И единственной выручалочкой театра являлись в такие минуты Елена Ивановна и Александра Яковлевна…
В обоих художниках, огромном Охлопкове и коренастом, казавшемся даже несколько приземистым Свердлине, была удивительная инфантильность, нередкая в художниках вообще, об этом талантливо писал Олеша в своей «Вишневой косточке» и в «Заговоре чувств», да и сам Олеша был воплощением инфантильности, даже в старости…
На облик Охлопкова, как и на облик Свердлина, инфантильность накладывала еще одну краску, прелестную и — я согласен с умозаключением Олеши — немаловажную для художника.
Детскость, несущая в себе непосредственность и живость впечатления, нужна искусству не менее, чем художественная зрелость…
В ссорах, замирениях и новых ссорах обоих мастеров была тоже своя драматургия, свои завязки, кульминации и финалы — почти трагические.
Когда в голосе репетирующего со Свердлиным Охлопкова появлялись подчеркнуто вежливо-предупредительные интонации, присутствующие в зрительном зале опасливо ежились — быть грозе.
Гроза могла грохнуть громовыми раскатами и на сцене и в зале, оба были упрямы и запросто не хотели сдаваться друг другу.
Свердлин — из тех артистов, какие, не сразу войдя в роль, даже, быть может, поначалу не слишком увлекшись ею, потом, в процессе работы, накрепко с нею связывали всю свою жизнь и на сцене и вне ее.
Каждое слово роли, каждая ее запятая казались ему свято нужными, без них все-все погибнет, провалится в тартарары — театр, спектакль, пьеса, роль, он сам, Свердлин.
Помнится нервная донельзя обстановка, когда репетировалась одна из моих пьес, оказавшаяся в сценическом прочтении, после первых прогонов, непомерно длинной.
Мы просидели с Николаем Павловичем допоздна, кромсая мой текст; автору это всегда больно, словно бы режут его собственное тело, но что делать — пьеса из-за своей длины скучнела на глазах, уходило напряжение, снималась эмоциональность, появлялся временами настораживающий кашель в пока еще неполном зале.
Я пошел на жесткие сокращения. Пошел на них гораздо легче Охлопкова. Но…
На следующий день невыспавшийся, злой, заранее ощетинившийся Охлопков явился в театр секунда в секунду с текстом моей бедной, покореженной пьесы. Собрав вокруг своего режиссерского столика в зрительном зале участников спектакля, предложил следующую альтернативу: или согласиться со всеми вычерками и, пойдя на жертвы, сыграть спектакль завтра премьерой, или же — потратить несколько дней на то, чтобы обсудить каждый «вычерк», одно оставить, другое восстановить, но тогда спектакль придется отложить на осень — приближалось закрытие сезона.
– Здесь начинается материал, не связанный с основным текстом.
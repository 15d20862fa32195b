//! Component health checks and the aggregated health report.
//!
//! Overall status rules:
//!
//! - any **critical** component that is `degraded` or `unhealthy` makes the
//!   report `unhealthy`
//! - non-critical components are informational and never downgrade it
//! - with no failing critical component the report is `healthy`

use async_trait::async_trait;
use chrono::{DateTime, Utc};
use serde::{Deserialize, Serialize};
use std::collections::BTreeMap;
use std::fmt;

/// Health status of a component or of the whole service.
#[derive(Debug, Clone, Copy, PartialEq, Eq, PartialOrd, Ord, Hash, Serialize, Deserialize)]
#[serde(rename_all = "lowercase")]
pub enum HealthStatus {
    /// Fully operational.
    Healthy,
    /// Working, but slow or at reduced capacity.
    Degraded,
    /// Not operational.
    Unhealthy,
}

impl HealthStatus {
    /// Parse a lowercase status name.
    #[must_use]
    pub fn parse(raw: &str) -> Option<Self> {
        match raw.trim().to_ascii_lowercase().as_str() {
            "healthy" => Some(Self::Healthy),
            "degraded" => Some(Self::Degraded),
            "unhealthy" => Some(Self::Unhealthy),
            _ => None,
        }
    }

    /// Lowercase name.
    #[must_use]
    pub const fn as_str(self) -> &'static str {
        match self {
            Self::Healthy => "healthy",
            Self::Degraded => "degraded",
            Self::Unhealthy => "unhealthy",
        }
    }

    /// Check if status is healthy
    #[must_use]
    pub const fn is_healthy(self) -> bool {
        matches!(self, Self::Healthy)
    }
}

impl fmt::Display for HealthStatus {
    fn fmt(&self, f: &mut fmt::Formatter<'_>) -> fmt::Result {
        f.write_str(self.as_str())
    }
}

/// Result of checking one component.
#[derive(Debug, Clone, PartialEq, Eq, Serialize, Deserialize)]
pub struct ComponentCheck {
    /// Component name (lowercase).
    pub name: String,
    /// Component status.
    pub status: HealthStatus,
    /// Whether a failure of this component fails the service.
    pub critical: bool,
    /// Observed latency, when known.
    #[serde(default, skip_serializing_if = "Option::is_none")]
    pub latency_ms: Option<u64>,
    /// Free-form detail.
    #[serde(default, skip_serializing_if = "Option::is_none")]
    pub message: Option<String>,
}

impl ComponentCheck {
    /// A critical check with the given status.
    #[must_use]
    pub fn new(name: impl Into<String>, status: HealthStatus) -> Self {
        Self {
            name: name.into(),
            status,
            critical: true,
            latency_ms: None,
            message: None,
        }
    }

    /// Mark as informational.
    #[must_use]
    pub const fn non_critical(mut self) -> Self {
        self.critical = false;
        self
    }

    /// Attach latency.
    #[must_use]
    pub const fn with_latency_ms(mut self, latency_ms: u64) -> Self {
        self.latency_ms = Some(latency_ms);
        self
    }

    /// Attach a message.
    #[must_use]
    pub fn with_message(mut self, message: impl Into<String>) -> Self {
        self.message = Some(message.into());
        self
    }

    /// Whether this check fails the service.
    #[must_use]
    pub const fn is_failing(&self) -> bool {
        self.critical && !self.status.is_healthy()
    }
}

/// Aggregated health of a service.
#[derive(Debug, Clone, PartialEq, Eq, Serialize, Deserialize)]
pub struct HealthReport {
    /// Overall status.
    pub status: HealthStatus,
    /// Service id.
    pub service: String,
    /// Component checks keyed by name.
    pub checks: BTreeMap<String, ComponentCheck>,
    /// When the report was produced.
    pub checked_at: DateTime<Utc>,
}

impl HealthReport {
    /// Aggregate component checks into a report.
    ///
    /// When two checks share a name the later one wins.
    #[must_use]
    pub fn from_checks(
        service: impl Into<String>,
        checks: impl IntoIterator<Item = ComponentCheck>,
        checked_at: DateTime<Utc>,
    ) -> Self {
        let checks: BTreeMap<String, ComponentCheck> = checks
            .into_iter()
            .map(|check| (check.name.clone(), check))
            .collect();
        let status = overall_status(checks.values());
        Self {
            status,
            service: service.into(),
            checks,
            checked_at,
        }
    }

    /// Whether the report is `healthy`.
    #[must_use]
    pub const fn is_healthy(&self) -> bool {
        self.status.is_healthy()
    }
}

/// Overall status of a set of checks.
#[must_use]
pub fn overall_status<'a>(checks: impl IntoIterator<Item = &'a ComponentCheck>) -> HealthStatus {
    if checks.into_iter().any(ComponentCheck::is_failing) {
        HealthStatus::Unhealthy
    } else {
        HealthStatus::Healthy
    }
}

/// A component that can report its own health.
#[async_trait]
pub trait HealthCheck: Send + Sync {
    /// Component name used as the key in the report.
    fn name(&self) -> &str;

    /// Check the component. Should complete quickly.
    async fn check(&self) -> ComponentCheck;
}

/// Health check for an external dependency known only by its configured URL.
///
/// There is no client to probe, so the check reports `healthy` when a URL is
/// configured and `degraded` (non-critical) when it is not.
#[derive(Debug, Clone)]
pub struct ConfiguredDependency {
    name: String,
    url: Option<String>,
}

impl ConfiguredDependency {
    /// Create a check for a dependency.
    #[must_use]
    pub fn new(name: impl Into<String>, url: Option<String>) -> Self {
        Self {
            name: name.into(),
            url: url.filter(|url| !url.trim().is_empty()),
        }
    }
}

#[async_trait]
impl HealthCheck for ConfiguredDependency {
    fn name(&self) -> &str {
        &self.name
    }

    async fn check(&self) -> ComponentCheck {
        match &self.url {
            Some(_) => ComponentCheck::new(&self.name, HealthStatus::Healthy)
                .with_message("configured"),
            None => ComponentCheck::new(&self.name, HealthStatus::Degraded)
                .non_critical()
                .with_message("not configured"),
        }
    }
}

#[cfg(test)]
mod tests {
    use super::*;
    use proptest::prelude::*;

    fn at() -> DateTime<Utc> {
        DateTime::<Utc>::UNIX_EPOCH
    }

    #[test]
    fn test_empty_report_is_healthy() {
        let report = HealthReport::from_checks("svc", Vec::new(), at());
        assert_eq!(report.status, HealthStatus::Healthy);
    }

    #[test]
    fn test_critical_degraded_is_unhealthy() {
        let report = HealthReport::from_checks(
            "svc",
            vec![
                ComponentCheck::new("database", HealthStatus::Degraded).with_latency_ms(5_000),
                ComponentCheck::new("cache", HealthStatus::Healthy),
            ],
            at(),
        );
        assert_eq!(report.status, HealthStatus::Unhealthy);
        assert_eq!(report.checks["database"].status, HealthStatus::Degraded);
    }

    #[test]
    fn test_non_critical_never_downgrades() {
        let report = HealthReport::from_checks(
            "svc",
            vec![ComponentCheck::new("kafka", HealthStatus::Unhealthy).non_critical()],
            at(),
        );
        assert_eq!(report.status, HealthStatus::Healthy);
    }

    #[test]
    fn test_status_parse() {
        assert_eq!(HealthStatus::parse(" Degraded"), Some(HealthStatus::Degraded));
        assert_eq!(HealthStatus::parse("broken"), None);
    }

    #[tokio::test]
    async fn test_configured_dependency() {
        let present = ConfiguredDependency::new("redis", Some("redis://localhost".into()));
        assert_eq!(present.check().await.status, HealthStatus::Healthy);

        let missing = ConfiguredDependency::new("redis", Some(String::new()));
        let check = missing.check().await;
        assert_eq!(check.status, HealthStatus::Degraded);
        assert!(!check.critical);
    }

    fn arb_check() -> impl Strategy<Value = ComponentCheck> {
        (
            "[a-z]{1,6}",
            prop_oneof![
                Just(HealthStatus::Healthy),
                Just(HealthStatus::Degraded),
                Just(HealthStatus::Unhealthy)
            ],
            any::<bool>(),
        )
            .prop_map(|(name, status, critical)| {
                let check = ComponentCheck::new(name, status);
                if critical { check } else { check.non_critical() }
            })
    }

    proptest! {
        #[test]
        fn prop_overall_matches_critical_components(checks in prop::collection::vec(arb_check(), 0..8)) {
            let report = HealthReport::from_checks("svc", checks, at());
            let failing = report
                .checks
                .values()
                .any(|check| check.critical && check.status != HealthStatus::Healthy);
            let expected = if failing { HealthStatus::Unhealthy } else { HealthStatus::Healthy };
            prop_assert_eq!(report.status, expected);
        }

        #[test]
        fn prop_adding_non_critical_keeps_status(
            checks in prop::collection::vec(arb_check(), 0..6),
            status in prop_oneof![Just(HealthStatus::Degraded), Just(HealthStatus::Unhealthy)]
        ) {
            let before = HealthReport::from_checks("svc", checks.clone(), at()).status;
            let mut extended = checks;
            extended.push(ComponentCheck::new("zz_informational", status).non_critical());
            let after = HealthReport::from_checks("svc", extended, at()).status;
            prop_assert_eq!(before, after);
        }
    }
}
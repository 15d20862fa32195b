//! Prometheus scrape endpoint.

use crate::state::HostState;
use axum::{
    extract::State,
    http::{HeaderValue, header},
    response::{IntoResponse, Response},
};

/// Content type of the Prometheus text exposition format.
pub const PROMETHEUS_CONTENT_TYPE: &str = "text/plain; version=0.0.4";

/// `GET /metrics`.
///
/// Returns `# no metrics yet\n` until the first request has been recorded.
#[allow(clippy::unused_async)]
pub async fn metrics(State(state): State<HostState>) -> Response {
    let body = state.metrics().registry().render_prometheus();
    (
        [(header::CONTENT_TYPE, HeaderValue::from_static(PROMETHEUS_CONTENT_TYPE))],
        body,
    )
        .into_response()
}
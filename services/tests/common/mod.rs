//! Shared harness: every domain service mounted on one in-process router.

#![allow(dead_code, clippy::unwrap_used, clippy::expect_used)]

use axum::Router;
use axum::body::{Body, Bytes};
use axum::http::{HeaderMap, Request, StatusCode};
use serde_json::Value;
use service_spine_runtime::Config;
use service_spine_services::{CacheService, Context, MigrationService, ObservabilityService, WebhookService};
use service_spine_testing::{MockClock, SequentialIdGenerator, init_test_tracing, read_body};
use service_spine_web::ServiceHost;
use std::sync::Arc;
use tower::ServiceExt;

/// A response split into the parts tests look at.
pub struct Reply {
    pub status: StatusCode,
    pub headers: HeaderMap,
    pub bytes: Bytes,
}

impl Reply {
    pub fn json(&self) -> Value {
        serde_json::from_slice(&self.bytes).unwrap_or(Value::Null)
    }

    pub fn data(&self) -> Value {
        self.json()["data"].clone()
    }

    pub fn header(&self, name: &str) -> Option<&str> {
        self.headers.get(name).and_then(|value| value.to_str().ok())
    }
}

pub struct Harness {
    pub router: Router,
    pub clock: MockClock,
}

impl Harness {
    pub fn new() -> Self {
        Self::with_config(Config::default())
    }

    pub fn with_config(config: Config) -> Self {
        init_test_tracing();
        let clock = MockClock::default();
        let ctx = Context::new(
            config.clone(),
            Arc::new(clock.clone()),
            Arc::new(SequentialIdGenerator::new()),
        );
        let router = ServiceHost::new(config, Arc::new(clock.clone()))
            .mount(CacheService::in_memory(&ctx))
            .mount(ObservabilityService::in_memory(&ctx))
            .mount(WebhookService::in_memory(&ctx))
            .mount(MigrationService::in_memory(&ctx))
            .router();
        Self { router, clock }
    }

    pub async fn send(&self, request: Request<Body>) -> Reply {
        let response = self.router.clone().oneshot(request).await.unwrap();
        let status = response.status();
        let headers = response.headers().clone();
        let bytes = read_body(response).await;
        Reply {
            status,
            headers,
            bytes,
        }
    }
}
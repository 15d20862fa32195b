use super::RepositoryError;
use async_trait::async_trait;
use chrono::{DateTime, Utc};
use serde::{Deserialize, Serialize};

/// Listing size used when the caller asks for none or too many.
pub const DEFAULT_LIST_LIMIT: usize = 50;

/// Largest listing size honoured.
pub const MAX_LIST_LIMIT: usize = 200;

/// Clamp a caller-supplied listing limit.
///
/// Values in `1..=200` are kept; anything else becomes 50.
///
/// ```
/// use service_spine_core::repository::normalize_limit;
///
/// assert_eq!(normalize_limit(10), 10);
/// assert_eq!(normalize_limit(0), 50);
/// assert_eq!(normalize_limit(201), 50);
/// ```
#[must_use]
pub fn normalize_limit(limit: i64) -> usize {
    usize::try_from(limit)
        .ok()
        .filter(|limit| (1..=MAX_LIST_LIMIT).contains(limit))
        .unwrap_or(DEFAULT_LIST_LIMIT)
}

/// One delivery attempt of a webhook.
#[derive(Debug, Clone, PartialEq, Eq, Serialize, Deserialize)]
pub struct DeliveryRecord {
    /// Webhook the attempt belongs to.
    pub webhook_id: String,
    /// When the attempt happened.
    pub delivered_at: DateTime<Utc>,
    /// HTTP status returned by the receiver.
    pub http_status: u16,
    /// Round-trip latency.
    pub latency_ms: u64,
    /// Whether the receiver accepted the delivery.
    pub success: bool,
    /// Whether this was a test delivery.
    pub is_test: bool,
}

/// Append-only delivery log, partitioned by webhook.
#[async_trait]
pub trait DeliveryLog: Send + Sync {
    /// Append a record.
    ///
    /// # Errors
    ///
    /// Backend failures only.
    async fn add(&self, record: DeliveryRecord) -> Result<(), RepositoryError>;

    /// The most recent `limit` records for a webhook, oldest first.
    ///
    /// `limit` follows [`normalize_limit`].
    ///
    /// # Errors
    ///
    /// Backend failures only.
    async fn list_by_webhook(
        &self,
        webhook_id: &str,
        limit: i64,
    ) -> Result<Vec<DeliveryRecord>, RepositoryError>;
}
//! The seam between the host and a domain service.

use axum::Router;
use service_spine_core::health::{ComponentCheck, HealthCheck};
use std::sync::Arc;

/// A domain service mounted on a [`ServiceHost`](crate::ServiceHost).
///
/// `routes` returns a router with its own state already applied and its
/// own auth layers in place; the host adds request ids, metrics, the
/// fallback and its own endpoints around it.
///
/// ```ignore
/// struct CacheService { state: CacheState }
///
/// #[async_trait]
/// impl DomainService for CacheService {
///     fn name(&self) -> &str { "cache" }
///     fn routes(&self) -> Router { cache::routes(self.state.clone()) }
/// }
/// ```
#[async_trait::async_trait]
pub trait DomainService: Send + Sync + 'static {
    /// Short name, used in logs.
    fn name(&self) -> &str;

    /// Routes served by this service.
    fn routes(&self) -> Router;

    /// Fixed dependency checks, run on every `/health` request.
    fn health_checks(&self) -> Vec<Arc<dyn HealthCheck>> {
        Vec::new()
    }

    /// Components whose status the service tracks itself.
    async fn component_checks(&self) -> Vec<ComponentCheck> {
        Vec::new()
    }
}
Тягостное молчание возникло в ответ на альтернативу Охлопкова.
Откладывать спектакль на осень никому не хотелось. Жертвовать освоенной, вошедшей в сознание, в образ будущей роли интонацией, найденной с таким трудом, — кому не мучительно?
Но что делать? — высказались за «сокращать».
— Тогда так, — сказал Николай Павлович бесстрастным голосом, почему-то не сводя глаз с угрюмо молчавшего Свердлина, — каждый берет свою роль и без какого бы то ни было возражения, безмолвно, абсолютно безмолвно, ни в коем случае, ни при каких обстоятельствах не открывая рта — иначе все пойдет насмарку и спектакль откладывается, — мы будем вычеркивать то, что с автором решено этой ночью отдать для проигрыша в тексте и выигрыша спектакля в целом.
В том же тягостном и настороженнейшем молчании артисты вытащили тетрадки с ролями.
Вытащил свою, по сравнению с другими наиболее объемистую тетрадку и Лев Наумович.
— У тебя есть карандашик, Левушка? — исключительно заботливо и с подчеркнутой ласковостью, нажимая на слово «Левушка», спросил Охлопков.
Свердлин, не говоря ни слова, показал Охлопкову замусоленный огрызок карандаша.
Признаться, я подумал, что Свердлин покажет Охлопкову кроме огрызка карандаша еще и язык — так он был воинственно настроен.
Не показал.
И Охлопков, ударив моей пьесой о поверхность режиссерского столика, будто бы в гонг, скомандовал:
— Внимание! Начали!
Охлопков называл сокращения, все покорно отмечали их в своих тетрадках, и если кто-либо из актеров крайне робко только приоткрывал рот, Охлопков захлопывал свой переплетенный режиссерский экземпляр пьесы.
— Ну, прекрасно, тогда — до осени.
И делал движение — встать и уйти.
Тут, конечно, все его успокаивали, пытка купюрами продолжалась.